Cold plasma applications in agri-food processing and packaging
摘要
Cold plasma has emerged from a nascent research stage to a technology of industrial-scale relevance for the agri-food sector. Conventional thermal and chemical preservation methods degrade heat-sensitive nutrients and generate persistent chemical residues, underscoring the need for safer and sustainable alternatives. Cold plasma is a non-thermal processing technology that generates ionized gases containing reactive oxygen-nitrogen species (RONS) through electrical discharge at near-ambient temperatures. Unlike previous reviews that focused on isolated applications, this review systematically examines cold plasma performance across the entire agri-food chain, spanning soil remediation, seed priming, decontamination, food processing, packaging enhancement, and waste valorization. Moreover, a preliminary comparative technoeconomic assessment of apple juice processing yields a minimum selling price of $0.69 USD/kg for cold plasma under the reference scenario.
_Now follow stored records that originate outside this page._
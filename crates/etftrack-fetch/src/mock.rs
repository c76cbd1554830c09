//! In-memory market-data client with scripted responses.

use std::collections::{HashMap, VecDeque};
use std::sync::{Mutex, PoisonError};
use std::time::Duration;

use async_trait::async_trait;
use etftrack_types::{DateRange, FetchError, Instrument, RawRecord};

use crate::MarketDataClient;

/// A scripted reply to one fetch call.
#[derive(Debug, Clone)]
pub enum Reply {
    /// Return these records (filtered to the requested range).
    Records(Vec<RawRecord>),
    /// Fail with this error.
    Fail(FetchError),
    /// Wait, then reply.
    Delay(Duration, Box<Reply>),
    /// Never reply.
    Hang,
}

/// A recorded fetch call.
#[derive(Debug, Clone, PartialEq, Eq)]
pub struct FetchCall {
    /// Instrument code.
    pub code: String,
    /// Requested range.
    pub range: DateRange,
}

#[derive(Debug, Default)]
struct Script {
    queued: HashMap<String, VecDeque<Reply>>,
    history: HashMap<String, Vec<RawRecord>>,
    calls: Vec<FetchCall>,
    month_delay: Duration,
}

/// Market-data client that replays scripted replies.
///
/// Each instrument has a queue of one-shot replies. When the queue is empty
/// the client serves the instrument's standing history, filtered to the
/// requested range, or an empty result if none was set.
#[derive(Debug, Default)]
pub struct ScriptedClient {
    script: Mutex<Script>,
}

impl ScriptedClient {
    /// Creates a client with no replies.
    #[must_use]
    pub fn new() -> Self {
        Self::default()
    }

    /// Sets the standing history served for `code`.
    #[must_use]
    pub fn with_history(self, code: &str, records: Vec<RawRecord>) -> Self {
        self.lock().history.insert(code.to_string(), records);
        self
    }

    /// Makes every call wait `delay` per calendar month in the requested
    /// range before replying, like a client paced one request per month.
    #[must_use]
    pub fn with_month_delay(self, delay: Duration) -> Self {
        self.lock().month_delay = delay;
        self
    }

    /// Queues a one-shot reply for `code`.
    #[must_use]
    pub fn with_reply(self, code: &str, reply: Reply) -> Self {
        self.push_reply(code, reply);
        self
    }

    /// Queues a one-shot reply for `code` on a shared client.
    pub fn push_reply(&self, code: &str, reply: Reply) {
        self.lock()
            .queued
            .entry(code.to_string())
            .or_default()
            .push_back(reply);
    }

    /// Returns every fetch call made so far, in call order.
    #[must_use]
    pub fn calls(&self) -> Vec<FetchCall> {
        self.lock().calls.clone()
    }

    /// Returns the fetch calls made for one instrument.
    #[must_use]
    pub fn calls_for(&self, code: &str) -> Vec<FetchCall> {
        self.lock()
            .calls
            .iter()
            .filter(|c| c.code == code)
            .cloned()
            .collect()
    }

    fn lock(&self) -> std::sync::MutexGuard<'_, Script> {
        self.script.lock().unwrap_or_else(PoisonError::into_inner)
    }
}

#[async_trait]
impl MarketDataClient for ScriptedClient {
    fn name(&self) -> &str {
        "scripted"
    }

    async fn fetch(
        &self,
        instrument: &Instrument,
        range: DateRange,
    ) -> Result<Vec<RawRecord>, FetchError> {
        let code = instrument.code();
        let (mut reply, pacing) = {
            let mut script = self.lock();
            script.calls.push(FetchCall {
                code: code.to_string(),
                range,
            });
            let reply = match script.queued.get_mut(code).and_then(VecDeque::pop_front) {
                Some(reply) => reply,
                None => Reply::Records(script.history.get(code).cloned().unwrap_or_default()),
            };
            let months = u32::try_from(range.months().count()).unwrap_or(u32::MAX);
            (reply, script.month_delay.saturating_mul(months))
        };

        if !pacing.is_zero() {
            tokio::time::sleep(pacing).await;
        }
        loop {
            match reply {
                Reply::Records(records) => {
                    return Ok(records
                        .into_iter()
                        .filter(|r| range.contains(r.date))
                        .collect());
                }
                Reply::Fail(error) => return Err(error),
                Reply::Delay(delay, next) => {
                    tokio::time::sleep(delay).await;
                    reply = *next;
                }
                Reply::Hang => return std::future::pending().await,
            }
        }
    }
}

#[cfg(test)]
mod tests {
    use super::*;
    use chrono::NaiveDate;

    fn date(d: u32) -> NaiveDate {
        NaiveDate::from_ymd_opt(2024, 1, d).unwrap()
    }

    fn record(d: u32) -> RawRecord {
        RawRecord::complete(date(d), 1.0, 1.0, 1.0, 1.0, 100.0)
    }

    #[tokio::test]
    async fn test_history_filtered_to_range() {
        let client = ScriptedClient::new().with_history("0050", vec![record(2), record(3), record(4)]);
        let range = DateRange::new(date(3), date(10)).unwrap();

        let records = client
            .fetch(&Instrument::new("0050", "x"), range)
            .await
            .unwrap();

        assert_eq!(records.len(), 2);
        assert_eq!(client.calls_for("0050"), vec![FetchCall { code: "0050".into(), range }]);
    }

    #[tokio::test]
    async fn test_queued_replies_take_precedence() {
        let client = ScriptedClient::new()
            .with_history("0050", vec![record(2)])
            .with_reply("0050", Reply::Fail(FetchError::transient("reset")));
        let instrument = Instrument::new("0050", "x");
        let range = DateRange::single_day(date(2));

        assert!(client.fetch(&instrument, range).await.is_err());
        assert_eq!(client.fetch(&instrument, range).await.unwrap().len(), 1);
    }

    #[tokio::test(start_paused = true)]
    async fn test_delayed_reply() {
        let client = ScriptedClient::new().with_reply(
            "0056",
            Reply::Delay(Duration::from_secs(5), Box::new(Reply::Records(vec![record(2)]))),
        );
        let started = tokio::time::Instant::now();

        let records = client
            .fetch(&Instrument::new("0056", "x"), DateRange::single_day(date(2)))
            .await
            .unwrap();

        assert_eq!(records.len(), 1);
        assert!(started.elapsed() >= Duration::from_secs(5));
    }

    #[tokio::test(start_paused = true)]
    async fn test_month_delay_scales_with_range() {
        let client = ScriptedClient::new().with_month_delay(Duration::from_secs(2));
        let range = DateRange::new(date(2), NaiveDate::from_ymd_opt(2024, 3, 5).unwrap()).unwrap();
        let started = tokio::time::Instant::now();

        client.fetch(&Instrument::new("0050", "x"), range).await.unwrap();

        assert!(started.elapsed() >= Duration::from_secs(6));
        assert!(started.elapsed() < Duration::from_secs(7));
    }
}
This approaches the high-temperature short-time benchmark ($0.68 USD/kg) and remains more favorable than high-pressure processing ($0.72 USD/kg) and pulsed electric fields ($0.71 USD/kg). However, residual RONS accumulation, N-nitroso compound formation in protein-rich matrices, plasma-induced allergenicity, and non-intentionally added substance migration from treated packaging represent unresolved toxicological concerns. International adoption is further constrained by the lack of a unified regulatory framework between the FDA, USDA-FSIS, and the EU Novel Food Regulation 2015/2283. Future research should prioritize mechanistic understanding of RONS-matrix interactions, standardized parameter reporting, pilot-scale validation, and harmonized safety frameworks to establish standardized treatment parameters and facilitate their wider adoption.